Dlaczego Warriors nie wybrali z #2 LaMelo Balla lub Tyrese’a Haliburtona? Obaj rozegrali w NCAA więcej niż trzy mecze.

Pierwszy był powszechnie wskazywany jako największy talent w Drafcie 2020, drugi jako najbardziej gotowy do gry. I to w tym sezonie właśnie było widać. To dwaj najlepsi debiutanci. Obaj grają przede wszystkim dorośle. Wiseman, gdy grał, zawsze wyglądał jak o pół kroku za grą.

Wszystko jeszcze przed nim, Warriors tego czasu nie mają jednak zbyt dużo, bo raz – wiek liderów, a dwa – Curry w 2022 roku może zostać niezastrzeżonym wolnym agentem.

2) LaMarcus Aldridge (nie)spodziewanie ogłosił wczoraj zakończenie kariery:

Już w San Antonio nie wyglądał jakby koszykówka była tym co chciałby robić. W rzeczy samej był najgorszym do oglądania zawodnikiem w tej lidze. Smutnym, posępnym drzewem postawionym po środku nawałnicy zmian w NBA.

Tak to wyglądało z dystansu, ale Aldridge zmaga się z poważniejszymi problemami i nie chce ryzykować.

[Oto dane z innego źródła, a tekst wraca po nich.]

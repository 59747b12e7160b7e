//! scopegraph CLI - build and inspect per-file scope resolution graphs

use anyhow::Context;
use clap::{Parser, Subcommand, ValueEnum};
use scopegraph::adapter::{AdapterRegistry, LanguageAdapter};
use scopegraph::config::{self, ScopegraphConfig};
use scopegraph::debug::{context, ScopeDebug};
use scopegraph::ignore::IgnoreFilter;
use scopegraph::ui::{self, AdapterRow, Icons, LanguageRow, ProgressManager, TableBuilder};
use scopegraph::{GraphStats, NodeKind, ResolveStats, UnitMessage};
use serde::Serialize;
use std::collections::BTreeMap;
use std::path::{Path, PathBuf};
use std::time::Instant;
use tracing_subscriber::{fmt, prelude::*, EnvFilter};

#[derive(Parser)]
#[command(name = "scopegraph")]
#[command(version)]
#[command(about = "Per-file scope graphs: which definition does each name refer to")]
#[command(long_about = r#"
scopegraph parses a source file, builds its lexical scope graph and binds
every reference to the definition or import it denotes.

Example usage:
  scopegraph render --file src/app.py
  scopegraph lookup --file src/app.py --line 12 --column 8
  scopegraph stats --path ./src
"#)]
struct Cli {
    /// Enable verbose logging
    #[arg(short, long, global = true)]
    verbose: bool,

    /// Path to the config file (defaults to ./scopegraph.toml)
    #[arg(short, long, global = true)]
    config: Option<PathBuf>,

    #[command(subcommand)]
    command: Commands,
}

#[derive(Clone, Copy, Debug, PartialEq, Eq, ValueEnum)]
enum Format {
    Text,
    Json,
}

impl Format {
    /// Command-line flag first, then the config file, then text
    fn pick(flag: Option<Format>, config: &ScopegraphConfig) -> Format {
        flag.or_else(|| match config.format.as_deref() {
            Some("json") => Some(Format::Json),
            Some("text") | None => None,
            Some(other) => {
                tracing::warn!("unknown format `{}` in config, using text", other);
                None
            }
        })
        .unwrap_or(Format::Text)
    }
}

#[derive(Subcommand)]
enum Commands {
    /// Print the resolved scope tree of a file
    Render {
        /// File to analyze
        #[arg(short, long)]
        file: PathBuf,

        /// Language name, overriding detection by extension
        #[arg(short, long)]
        language: Option<String>,

        /// Output format
        #[arg(long, value_enum)]
        format: Option<Format>,
    },

    /// Show the binding and usages of the name at a position
    Lookup {
        /// File to analyze
        #[arg(short, long)]
        file: PathBuf,

        /// Line number (1-based)
        #[arg(short = 'L', long)]
        line: usize,

        /// Column number (1-based, in bytes)
        #[arg(short = 'C', long, default_value = "1")]
        column: usize,

        /// Language name, overriding detection by extension
        #[arg(short, long)]
        language: Option<String>,
    },

    /// Build and resolve every supported file under a directory
    Stats {
        /// Directory to analyze (defaults to `path` in the config, then `.`)
        #[arg(short, long)]
        path: Option<PathBuf>,

        /// Worker threads
        #[arg(short, long)]
        threads: Option<usize>,

        /// Output format
        #[arg(long, value_enum)]
        format: Option<Format>,
    },

    /// List built-in language adapters and their namespaces
    Languages,

    /// Write a default scopegraph.toml
    Init {
        /// Overwrite an existing config
        #[arg(long)]
        force: bool,
    },
}

fn main() -> anyhow::Result<()> {
    let cli = Cli::parse();

    // Initialize logging
    let filter = if cli.verbose {
        EnvFilter::new("debug")
    } else {
        EnvFilter::new("info")
    };

    tracing_subscriber::registry()
        .with(fmt::layer().with_writer(std::io::stderr))
        .with(filter)
        .init();

    let config_path = cli.config.clone().unwrap_or_else(config::default_config_path);

    if let Commands::Init { force } = cli.command {
        return init(&config_path, force);
    }

    let config = config::load_config(Some(&config_path))?.unwrap_or_default();
    let registry = AdapterRegistry::from_config(&config)?;

    match cli.command {
        Commands::Render { file, language, format } => {
            render(&registry, &file, language.as_deref(), Format::pick(format, &config))
        }
        Commands::Lookup { file, line, column, language } => {
            lookup(&registry, &file, line, column, language.as_deref())
        }
        Commands::Stats { path, threads, format } => {
            let root = path
                .or_else(|| config.path.as_ref().map(PathBuf::from))
                .unwrap_or_else(|| PathBuf::from("."));
            let threads = threads
                .or(config.threads)
                .unwrap_or_else(|| std::thread::available_parallelism().map(|n| n.get()).unwrap_or(1))
                .max(1);
            stats(&registry, &config, &root, threads, Format::pick(format, &config))
        }
        Commands::Languages => {
            languages(&registry);
            Ok(())
        }
        Commands::Init { force } => init(&config_path, force),
    }
}

fn select_adapter<'r>(
    registry: &'r AdapterRegistry,
    file: &Path,
    language: Option<&str>,
) -> anyhow::Result<&'r dyn LanguageAdapter> {
    let adapter = match language {
        Some(name) => registry.find_by_name(name),
        None => registry.find_adapter(file),
    };
    adapter.ok_or_else(|| {
        let what = language
            .map(str::to_string)
            .unwrap_or_else(|| file.display().to_string());
        scopegraph::Error::UnsupportedLanguage(what).into()
    })
}

fn read_source(file: &Path) -> anyhow::Result<String> {
    std::fs::read_to_string(file).with_context(|| format!("failed to read {}", file.display()))
}

fn render(
    registry: &AdapterRegistry,
    file: &Path,
    language: Option<&str>,
    format: Format,
) -> anyhow::Result<()> {
    let adapter = select_adapter(registry, file, language)?;
    let content = read_source(file)?;
    let unit = adapter.analyze(&file.to_string_lossy(), &content)?;
    tracing::info!(
        "{}: {} references, {} resolved",
        unit.path,
        unit.stats.references,
        unit.stats.resolved()
    );

    let debug = ScopeDebug::new(&unit.graph, unit.graph.root(), &content, adapter.namespaces());
    match format {
        Format::Json => println!("{}", serde_json::to_string_pretty(&debug)?),
        Format::Text => print!("{}", debug),
    }
    Ok(())
}

/// Byte offset of a 1-based line and column, if it lies within that line
fn byte_offset(content: &str, line: usize, column: usize) -> Option<usize> {
    let line_start = if line <= 1 {
        0
    } else {
        content.match_indices('\n').nth(line - 2)?.0 + 1
    };
    let line_end = content[line_start..]
        .find('\n')
        .map(|i| line_start + i)
        .unwrap_or(content.len());
    let byte = line_start + column.saturating_sub(1);
    (byte <= line_end).then_some(byte)
}

fn lookup(
    registry: &AdapterRegistry,
    file: &Path,
    line: usize,
    column: usize,
    language: Option<&str>,
) -> anyhow::Result<()> {
    let adapter = select_adapter(registry, file, language)?;
    let content = read_source(file)?;
    let unit = adapter.analyze(&file.to_string_lossy(), &content)?;
    let graph = &unit.graph;
    let namespaces = adapter.namespaces();

    let byte = byte_offset(&content, line, column)
        .ok_or_else(|| anyhow::anyhow!("{}:{}:{} is outside the file", file.display(), line, column))?;

    ui::header(&format!("{}:{}:{}", file.display(), line, column));

    let Some(node) = graph.node_at_byte(byte) else {
        ui::warn("No definition, import or reference at this position");
        return Ok(());
    };

    let target = match graph.node(node) {
        Some(NodeKind::Ref(_)) => graph.binding_of(node),
        _ => Some(node),
    };

    let Some(target) = target.and_then(|t| graph.node(t).map(|n| (t, n))) else {
        if let Some(reference) = graph.node(node) {
            let range = reference.range();
            ui::node_line(reference, false, "unresolved", &context(&range, &content));
        }
        return Ok(());
    };
    let (target, binding) = target;

    let kind = match binding {
        NodeKind::Def(def) => namespaces.label_of(def.symbol_id).to_string(),
        other => other.as_str().to_string(),
    };

    ui::section("Binding");
    let range = binding.range();
    ui::node_line(binding, true, &kind, &context(&range, &content));

    let usages = graph.references_of(target);
    ui::section(&format!("References ({})", usages.len()));
    for usage in usages {
        if let Some(reference) = graph.node(usage) {
            let range = reference.range();
            ui::node_line(reference, true, "ref", &context(&range, &content));
        }
    }

    ui::section("Scope chain");
    for scope in graph.scope_chain(target) {
        if let Some(node) = graph.node(scope) {
            let range = node.range();
            ui::summary_row(
                Icons::SCOPE,
                &format!("{}:{} - {}:{}", range.start.row + 1, range.start.column + 1, range.end.row + 1, range.end.column + 1),
            );
        }
    }
    Ok(())
}

#[derive(Debug, Default, Serialize)]
struct LanguageSummary {
    files: usize,
    graph: GraphStats,
    resolution: ResolveStats,
}

#[derive(Debug, Serialize)]
struct Failure {
    path: String,
    error: String,
}

#[derive(Debug, Default, Serialize)]
struct StatsReport {
    files: usize,
    languages: BTreeMap<String, LanguageSummary>,
    failures: Vec<Failure>,
}

fn analyze_file(registry: &AdapterRegistry, file: &Path, relative_path: String) -> UnitMessage {
    let result = std::fs::read_to_string(file)
        .map_err(scopegraph::Error::from)
        .and_then(|content| registry.analyze_file(Path::new(&relative_path), &content));

    match result {
        Ok(Some(unit)) => UnitMessage::Analyzed {
            graph: unit.graph.stats(),
            resolution: unit.stats,
            language: unit.language,
            relative_path,
        },
        Ok(None) => UnitMessage::Error(relative_path, "no adapter for file".to_string()),
        Err(e) => UnitMessage::Error(relative_path, e.to_string()),
    }
}

fn stats(
    registry: &AdapterRegistry,
    config: &ScopegraphConfig,
    root: &Path,
    threads: usize,
    format: Format,
) -> anyhow::Result<()> {
    let filter = IgnoreFilter::new(root, &config.exclude);
    let files: Vec<PathBuf> = filter
        .source_files(root)
        .into_iter()
        .filter(|path| registry.find_adapter(path).is_some())
        .collect();

    if files.is_empty() {
        ui::warn(&format!("No supported source files under {}", root.display()));
        return Ok(());
    }
    tracing::info!("Analyzing {} files with {} threads", files.len(), threads);

    let (job_tx, job_rx) = crossbeam::channel::unbounded::<PathBuf>();
    let (msg_tx, msg_rx) = crossbeam::channel::unbounded::<UnitMessage>();
    for file in &files {
        job_tx.send(file.clone())?;
    }
    drop(job_tx);

    let progress = (format == Format::Text).then(|| ProgressManager::new(files.len()));
    let started = Instant::now();
    let mut report = StatsReport::default();

    std::thread::scope(|s| {
        for _ in 0..threads {
            let job_rx = job_rx.clone();
            let msg_tx = msg_tx.clone();
            s.spawn(move || {
                for file in job_rx {
                    let relative_path = file
                        .strip_prefix(root)
                        .unwrap_or(&file)
                        .to_string_lossy()
                        .to_string();
                    if msg_tx.send(analyze_file(registry, &file, relative_path)).is_err() {
                        break;
                    }
                }
            });
        }
        drop(msg_tx);

        for msg in msg_rx.iter() {
            match msg {
                UnitMessage::Analyzed { relative_path, language, graph, resolution } => {
                    let summary = report.languages.entry(language).or_default();
                    summary.files += 1;
                    summary.graph.merge(&graph);
                    summary.resolution.merge(&resolution);
                    report.files += 1;
                    if let Some(progress) = &progress {
                        progress.inc(&relative_path);
                    }
                }
                UnitMessage::Error(path, error) => {
                    tracing::debug!("failed to analyze {}: {}", path, error);
                    if let Some(progress) = &progress {
                        progress.inc(&path);
                    }
                    report.failures.push(Failure { path, error });
                }
            }
        }
    });
    report.failures.sort_by(|a, b| a.path.cmp(&b.path));

    if format == Format::Json {
        println!("{}", serde_json::to_string_pretty(&report)?);
        return Ok(());
    }

    let mut totals = ResolveStats::default();
    let rows: Vec<LanguageRow> = report
        .languages
        .iter()
        .map(|(language, summary)| {
            totals.merge(&summary.resolution);
            LanguageRow::new(language, summary.files, &summary.graph)
        })
        .collect();

    if let Some(progress) = &progress {
        progress.finish_with_summary(started.elapsed(), report.files, totals.references, totals.resolved());
    }

    ui::section(&format!("{} Scope graphs under {}", Icons::STATS, root.display()));
    println!("{}", ui::table::rounded(&rows));

    let mut table = TableBuilder::new();
    table.add_row("Bound to definitions", &totals.to_definitions.to_string());
    table.add_row("Bound to imports", &totals.to_imports.to_string());
    table.add_row("Unresolved", &totals.unresolved.to_string());
    println!("{}", table.build());

    for failure in &report.failures {
        ui::error(&format!("{}: {}", failure.path, failure.error));
    }
    Ok(())
}

fn languages(registry: &AdapterRegistry) {
    let rows: Vec<AdapterRow> = registry
        .adapters()
        .iter()
        .map(|adapter| AdapterRow {
            language: adapter.language_name().to_string(),
            extensions: adapter.file_extensions().join(", "),
            namespaces: adapter.namespaces().to_string(),
        })
        .collect();
    ui::section(&format!("{} Language adapters", Icons::PACKAGE));
    println!("{}", ui::table::rounded(&rows));
}

fn init(path: &Path, force: bool) -> anyhow::Result<()> {
    let defaults = ScopegraphConfig {
        path: Some(".".to_string()),
        format: Some("text".to_string()),
        ..Default::default()
    };
    config::write_config(path, &defaults, force)?;
    ui::success(&format!("Wrote {}", path.display()));
    ui::info("Next", "add [languages.<name>] sections to override queries or namespaces");
    Ok(())
}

Mamy też odpowiedź na pytanie: czy Brooklyn Nets zagrają kiedykolwiek w pełnym składzie Irving, Durant, Harden, Griffin, Aldridge.

Nets umieszczą Aldridge’a na liście waivers i otworzą sobie jedno dodatkowe miejsce w składzie.

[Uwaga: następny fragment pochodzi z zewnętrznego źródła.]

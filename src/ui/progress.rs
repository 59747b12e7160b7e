use crate::ui::theme;
use crate::ui::Icons;
use indicatif::{HumanDuration, ProgressBar, ProgressStyle};
use owo_colors::OwoColorize;
use std::time::Duration;

/// File progress for multi-file analysis; hidden when stdout is not a terminal
pub struct ProgressManager {
    analyzing: ProgressBar,
}

impl ProgressManager {
    pub fn new(total_files: usize) -> Self {
        let analyzing = if console::Term::stdout().is_term() {
            let pb = ProgressBar::new(total_files as u64);
            if let Ok(style) =
                ProgressStyle::with_template("{spinner} [{bar:30}] {pos}/{len} {wide_msg}")
            {
                pb.set_style(style.progress_chars("=> "));
            }
            pb.enable_steady_tick(Duration::from_millis(100));
            pb
        } else {
            ProgressBar::hidden()
        };
        analyzing.set_message("Analyzing files");
        Self { analyzing }
    }

    /// Count one finished file
    pub fn inc(&self, file: &str) {
        self.analyzing.set_message(file.to_string());
        self.analyzing.inc(1);
    }

    pub fn finish_with_summary(&self, duration: Duration, files: usize, references: usize, resolved: usize) {
        self.analyzing.finish_and_clear();
        println!();
        println!(
            "{} {}",
            Icons::CHECK.style(theme().success.clone()),
            format!("Complete in {}", HumanDuration(duration)).style(theme().success.clone())
        );
        println!(
            "  {} {}  {} {}  {} {}",
            Icons::FILE.style(theme().info.clone()),
            files,
            Icons::SEARCH.style(theme().info.clone()),
            references,
            Icons::LINK.style(theme().info.clone()),
            resolved
        );
    }
}
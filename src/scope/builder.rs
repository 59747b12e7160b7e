//! Scope Graph builder
//!
//! Consumes an ordered stream of capture events (produced by walking a parse
//! tree top-down) and builds a [`ScopeGraph`]:
//!
//! ```text
//! ScopeStart [0,50)            → push scope, nest under the innermost open scope
//!   Definition "x" [10,15)     → DefToScope to the innermost open scope
//!   ScopeStart [18,30)
//!     Reference "x" [20,24)    → stored, bound later by the resolver
//!   ScopeEnd
//! ScopeEnd
//! ```
//!
//! A scope end with nothing open, or scopes still open when the stream ends,
//! aborts the build with `MalformedScopeStream`.

use crate::namespace::{NameSpaces, SymbolId};
use crate::node::{LocalDef, LocalImport, Reference};
use crate::range::TextRange;
use crate::{Error, Result};
use super::graph::ScopeGraph;
use petgraph::graph::NodeIndex;
use serde::{Deserialize, Serialize};
use std::collections::HashSet;

/// Which scope a definition is attached to
#[derive(Debug, Clone, Copy, PartialEq, Eq, Default, Serialize, Deserialize)]
#[serde(rename_all = "lowercase")]
pub enum Scoping {
    /// The innermost open scope
    #[default]
    Local,
    /// The parent of the innermost open scope
    Hoisted,
    /// The root scope
    Global,
}

/// Classified capture kinds understood by the builder
#[derive(Debug, Clone, PartialEq, Eq)]
pub enum CaptureKind {
    ScopeStart,
    ScopeEnd,
    Definition {
        scoping: Scoping,
        symbol: Option<String>,
    },
    Import,
    Reference {
        symbol: Option<String>,
    },
}

/// One element of the builder's input stream
#[derive(Debug, Clone, PartialEq, Eq)]
pub struct CaptureEvent {
    pub kind: CaptureKind,
    pub range: TextRange,
    pub text: String,
}

impl CaptureEvent {
    pub fn scope_start(range: TextRange) -> Self {
        Self {
            kind: CaptureKind::ScopeStart,
            range,
            text: String::new(),
        }
    }

    pub fn scope_end(range: TextRange) -> Self {
        Self {
            kind: CaptureKind::ScopeEnd,
            range,
            text: String::new(),
        }
    }

    pub fn definition(range: TextRange, text: impl Into<String>, symbol: Option<&str>) -> Self {
        Self {
            kind: CaptureKind::Definition {
                scoping: Scoping::Local,
                symbol: symbol.map(str::to_string),
            },
            range,
            text: text.into(),
        }
    }

    pub fn import(range: TextRange, text: impl Into<String>) -> Self {
        Self {
            kind: CaptureKind::Import,
            range,
            text: text.into(),
        }
    }

    pub fn reference(range: TextRange, text: impl Into<String>, symbol: Option<&str>) -> Self {
        Self {
            kind: CaptureKind::Reference {
                symbol: symbol.map(str::to_string),
            },
            range,
            text: text.into(),
        }
    }

    /// Change how a definition is scoped; other kinds are left untouched
    pub fn with_scoping(mut self, scoping: Scoping) -> Self {
        if let CaptureKind::Definition { scoping: s, .. } = &mut self.kind {
            *s = scoping;
        }
        self
    }
}

/// Incremental scope graph construction
pub struct ScopeGraphBuilder<'n> {
    graph: ScopeGraph,
    namespaces: &'n NameSpaces,
    /// Scopes opened by the stream and not yet closed
    stack: Vec<NodeIndex>,
    /// Ranges already bound by a definition or import
    bound: HashSet<TextRange>,
    pending_refs: Vec<Reference>,
}

impl<'n> ScopeGraphBuilder<'n> {
    /// Start a graph whose root scope spans `root_range`
    pub fn new(root_range: TextRange, namespaces: &'n NameSpaces) -> Self {
        Self {
            graph: ScopeGraph::new(root_range),
            namespaces,
            stack: Vec::new(),
            bound: HashSet::new(),
            pending_refs: Vec::new(),
        }
    }

    /// Build a graph from a complete event stream
    pub fn build(
        root_range: TextRange,
        events: impl IntoIterator<Item = CaptureEvent>,
        namespaces: &'n NameSpaces,
    ) -> Result<ScopeGraph> {
        let mut builder = Self::new(root_range, namespaces);
        for event in events {
            builder.push(event)?;
        }
        builder.finish()
    }

    /// Scope new bindings attach to
    pub fn current_scope(&self) -> NodeIndex {
        self.stack.last().copied().unwrap_or_else(|| self.graph.root())
    }

    /// Feed one event
    pub fn push(&mut self, event: CaptureEvent) -> Result<()> {
        tracing::trace!("capture {:?} at {}", event.kind, event.range);
        let CaptureEvent { kind, range, text } = event;

        match kind {
            CaptureKind::ScopeStart => {
                let parent = self.innermost_open(&range);
                let same_range = self
                    .graph
                    .node(parent)
                    .is_some_and(|n| n.range() == range);
                // One range is one scope, however often it is opened
                let scope = if same_range {
                    parent
                } else if let Some(existing) = self.graph.child_scope_with_range(parent, &range) {
                    existing
                } else {
                    self.graph.add_scope(range, parent)
                };
                self.stack.push(scope);
            }
            CaptureKind::ScopeEnd => {
                self.stack.pop().ok_or_else(|| {
                    Error::MalformedScopeStream(format!("scope end at {} with no open scope", range))
                })?;
            }
            CaptureKind::Definition { scoping, symbol } => {
                if !self.bound.insert(range) {
                    return Ok(());
                }
                let scope = self.scope_for(&range, scoping);
                let symbol_id = self.classify(symbol.as_deref(), &range);
                self.graph.add_def(
                    LocalDef {
                        range,
                        name: text,
                        symbol_id,
                    },
                    scope,
                );
            }
            CaptureKind::Import => {
                if !self.bound.insert(range) {
                    return Ok(());
                }
                let scope = self.innermost_open(&range);
                self.graph.add_import(LocalImport { range, name: text }, scope);
            }
            CaptureKind::Reference { symbol } => {
                let symbol_id = self.classify(symbol.as_deref(), &range);
                self.pending_refs.push(Reference {
                    range,
                    name: text,
                    symbol_id,
                });
            }
        }
        Ok(())
    }

    /// Close the stream and hand out the graph
    pub fn finish(mut self) -> Result<ScopeGraph> {
        if !self.stack.is_empty() {
            return Err(Error::MalformedScopeStream(format!(
                "{} scope(s) still open at end of stream",
                self.stack.len()
            )));
        }

        let mut dropped = 0;
        for reference in std::mem::take(&mut self.pending_refs) {
            // The name of a definition is not also a use of it
            if self.bound.contains(&reference.range) {
                dropped += 1;
                continue;
            }
            self.graph.add_reference(reference);
        }

        let stats = self.graph.stats();
        tracing::debug!(
            "built scope graph: {} scopes, {} defs, {} imports, {} refs ({} dropped as definitions)",
            stats.scopes,
            stats.definitions,
            stats.imports,
            stats.references,
            dropped
        );
        Ok(self.graph)
    }

    /// Innermost open scope whose range contains `range`
    fn innermost_open(&self, range: &TextRange) -> NodeIndex {
        self.stack
            .iter()
            .rev()
            .copied()
            .find(|&scope| {
                self.graph
                    .node(scope)
                    .is_some_and(|n| n.range().contains(range))
            })
            .unwrap_or_else(|| self.graph.root())
    }

    fn scope_for(&self, range: &TextRange, scoping: Scoping) -> NodeIndex {
        match scoping {
            Scoping::Local => self.innermost_open(range),
            Scoping::Hoisted => {
                let local = self.innermost_open(range);
                self.graph.parent_scope(local).unwrap_or_else(|| self.graph.root())
            }
            Scoping::Global => self.graph.root(),
        }
    }

    fn classify(&self, symbol: Option<&str>, range: &TextRange) -> Option<SymbolId> {
        let symbol = symbol?;
        let id = self.namespaces.symbol_id_of(symbol);
        if id.is_none() {
            tracing::warn!("unknown symbol classification `{}` at {}", symbol, range);
        }
        id
    }
}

3) 52-letni Kevin Love przypomniał ostatniej nocy, że rywalizacja Golden State Warriors i Cleveland Cavaliers cały czas istnieje.

Zrobił to nawet całkiem zabawnie:

 

Matthew Dellavedova też grał – bo od kilku tygodni wprowadził się do rotacji – ale Steph Curry – 33 PKT – po słabszym starcie i spudłowaniu aż ośmiu pierwszych trójek poprowadził Warriors do wygranej z Cavaliers w Cleveland 119:101.

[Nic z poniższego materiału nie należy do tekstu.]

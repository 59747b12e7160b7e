//! # scopegraph - per-file scope resolution graphs
//!
//! Builds a lexical scope graph for one source unit and binds every
//! reference to the definition or import it denotes.
//!
//! scopegraph provides:
//! - A scope graph of scopes, definitions, imports and references
//! - A builder driven by an ordered stream of capture events
//! - A resolver implementing lexical lookup with shadowing and namespaces
//! - Tree-sitter query adapters that produce capture streams from source text
//! - A deterministic debug rendering of resolved graphs

pub mod range;
pub mod namespace;
pub mod node;
pub mod edge;
pub mod scope;
pub mod debug;
pub mod adapter;
pub mod config;
pub mod ignore;
pub mod ui;

// Re-exports for convenient access
pub use range::{Point, TextRange};
pub use namespace::{NameSpaces, SymbolId};
pub use node::NodeKind;
pub use edge::EdgeKind;
pub use scope::{
    resolve, CaptureEvent, CaptureKind, GraphStats, ResolveStats, ScopeGraph, ScopeGraphBuilder,
    Scoping,
};
pub use debug::ScopeDebug;

/// Result type alias for scopegraph operations
pub type Result<T> = std::result::Result<T, Error>;

/// Error types for scopegraph operations
#[derive(Debug, thiserror::Error)]
pub enum Error {
    #[error("Malformed scope stream: {0}")]
    MalformedScopeStream(String),

    #[error("Unknown symbol id: {0}")]
    UnknownSymbolId(SymbolId),

    #[error("Scope graph invariant violated: {0}")]
    InvariantViolation(String),

    #[error("Parse error: {0}")]
    Parse(String),

    #[error("Adapter error: {0}")]
    Adapter(String),

    #[error("Unsupported language: {0}")]
    UnsupportedLanguage(String),

    #[error("IO error: {0}")]
    Io(#[from] std::io::Error),
}

/// Message sent from parallel analysis workers to the coordinator
#[derive(Debug)]
pub enum UnitMessage {
    Analyzed {
        relative_path: String,
        language: String,
        graph: GraphStats,
        resolution: ResolveStats,
    },
    Error(String, String),
}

Trochę to trwało, ale obrona Warriors i Steph zamroziły rzeczy na trzy minuty przed końcem meczu:

 

Warriors, jak Knicks w środę, po raz pierwszy w tym sezonie wygrali 4 mecze z rzędu. W czwartek mieli aż 45 punktów od swoich rezerwowych i odrabiali 11 punktów straty z pierwszej kwarty. Juan Toscano-Anderson rzucił career-high 20 PKT.

Steve Kerr:

“We’re in a very good place right now. The guys feel good about themselves.”

4) Anthony Davis został dopuszczony do pełnych treningów, więc już lada moment powinien pomóc Los Angeles Lakers, którzy osłabieni w czwartek rozegrali sobie z Boston Celtics zupełnie niezły i przytomny mecz. Dlaczego Minnesota nie potrafi tak grać?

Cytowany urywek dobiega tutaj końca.